(Stored items)
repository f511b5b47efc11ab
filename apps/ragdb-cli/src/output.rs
use ragdb_core::types::{RetrievalMode, RetrievalResult};

use crate::answer::Answer;

const SNIPPET_MAX_CHARS: usize = 200;

pub fn format_json<T: serde::Serialize>(value: &T) -> anyhow::Result<String> { Ok(serde_json::to_string_pretty(value)?) }

pub fn format_search(query: &str, mode: RetrievalMode, result: &RetrievalResult) -> String {
    if result.is_empty() {
        return format!("❌ No results for \"{query}\"");
    }
    let skipped = if mode == RetrievalMode::Fused && !result.fusion_applied { ", fusion skipped" } else { "" };
    let mut out = format!("🔍 {} result{} for \"{query}\" ({mode}{skipped})\n\n", result.len(), if result.len() == 1 { "" } else { "s" });
    for (i, c) in result.candidates.iter().enumerate() {
        out.push_str(&format!("{}. {} (p. {})\n", i + 1, c.record.source_title, c.record.page_number));
        let mut scores = vec![format!("distance: {:.4}", c.dense_distance)];
        if let Some(l) = c.lexical_score { scores.push(format!("bm25: {l:.4}")); }
        if let Some(s) = c.combined_score { scores.push(format!("combined: {s:.4}")); }
        out.push_str(&format!("   [{}]\n", scores.join(", ")));
        out.push_str(&format!("   {}\n", c.record.source_url));
        out.push_str(&format!("   {}\n\n", snippet(&c.record.text)));
    }
    out.trim_end().to_string()
}

pub fn format_answer(answer: &Answer) -> String {
    let mut out = format!("💬 {}\n", answer.answer);
    if let Some(c) = answer.confidence { out.push_str(&format!("   confidence: {c:.3}\n")); }
    if !answer.contexts.is_empty() {
        out.push_str("\n📚 Sources:\n");
        for c in &answer.contexts {
            out.push_str(&format!("   - {} (p. {}) {}\n", c.record.source_title, c.record.page_number, c.record.source_url));
        }
    }
    out.trim_end().to_string()
}

fn snippet(text: &str) -> String {
    let flat = text.split_whitespace().collect::<Vec<_>>().join(" ");
    if flat.chars().count() <= SNIPPET_MAX_CHARS { return flat; }
    let cut: String = flat.chars().take(SNIPPET_MAX_CHARS).collect();
    format!("{cut}...")
}
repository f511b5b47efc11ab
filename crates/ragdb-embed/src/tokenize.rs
use anyhow::{Result, anyhow};
use candle_core::{Device, Tensor};
use tokenizers::Tokenizer;

/// Encode one text as `[1, T]` id and attention-mask tensors, truncated to `max_len`.
pub fn tokenize_on_device(tokenizer: &Tokenizer, text: &str, max_len: usize, device: &Device) -> Result<(Tensor, Tensor)> {
    let enc = tokenizer.encode(text, true).map_err(|e| anyhow!("Tokenization failed: {}", e))?;
    let mut ids = enc.get_ids().to_vec();
    let mut mask = enc.get_attention_mask().to_vec();
    if ids.len() > max_len { ids.truncate(max_len); mask.truncate(max_len); }
    let len = ids.len();
    if len == 0 { return Err(anyhow!("Tokenizer produced no tokens")); }
    let input_ids = Tensor::from_iter(ids, device)?.reshape((1, len))?;
    let attention_mask = Tensor::from_iter(mask, device)?.reshape((1, len))?;
    Ok((input_ids, attention_mask))
}
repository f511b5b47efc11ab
use candle_core::Device;
use tracing::info;

pub fn select_device() -> Device {
    #[cfg(feature = "metal")]
    {
        if let Ok(dev) = Device::new_metal(0) { info!("embedding device: Metal (MPS)"); return dev; }
    }
    info!("embedding device: CPU");
    Device::Cpu
}
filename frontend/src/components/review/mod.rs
//! Admin review of submitted applications: filtering, status changes and
//! awards.

use yew::prelude::*;

mod messages;
mod props;
mod state;
mod update;
mod view;

pub use messages::Msg;
pub use props::ReviewProps;
pub use state::ReviewBoard;

impl Component for ReviewBoard {
    type Message = Msg;
    type Properties = ReviewProps;

    fn create(_ctx: &Context<Self>) -> Self {
        ReviewBoard::new()
    }

    fn update(&mut self, ctx: &Context<Self>, msg: Self::Message) -> bool {
        update::update(self, ctx, msg)
    }

    fn view(&self, ctx: &Context<Self>) -> Html {
        view::view(self, ctx)
    }

    fn rendered(&mut self, ctx: &Context<Self>, first_render: bool) {
        if first_render && !self.loaded {
            self.loaded = true;
            update::load(self, ctx.link());
        }
    }
}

** TASK TO CARRY OUT **
From the entries above, copy out every line where the string "Some" appears.

** RESPONSE AREA **
        if let Some(l) = c.lexical_score { scores.push(format!("bm25: {l:.4}")); }
        if let Some(s) = c.combined_score { scores.push(format!("combined: {s:.4}")); }
    if let Some(c) = answer.confidence { out.push_str(&format!("   confidence: {c:.3}\n")); }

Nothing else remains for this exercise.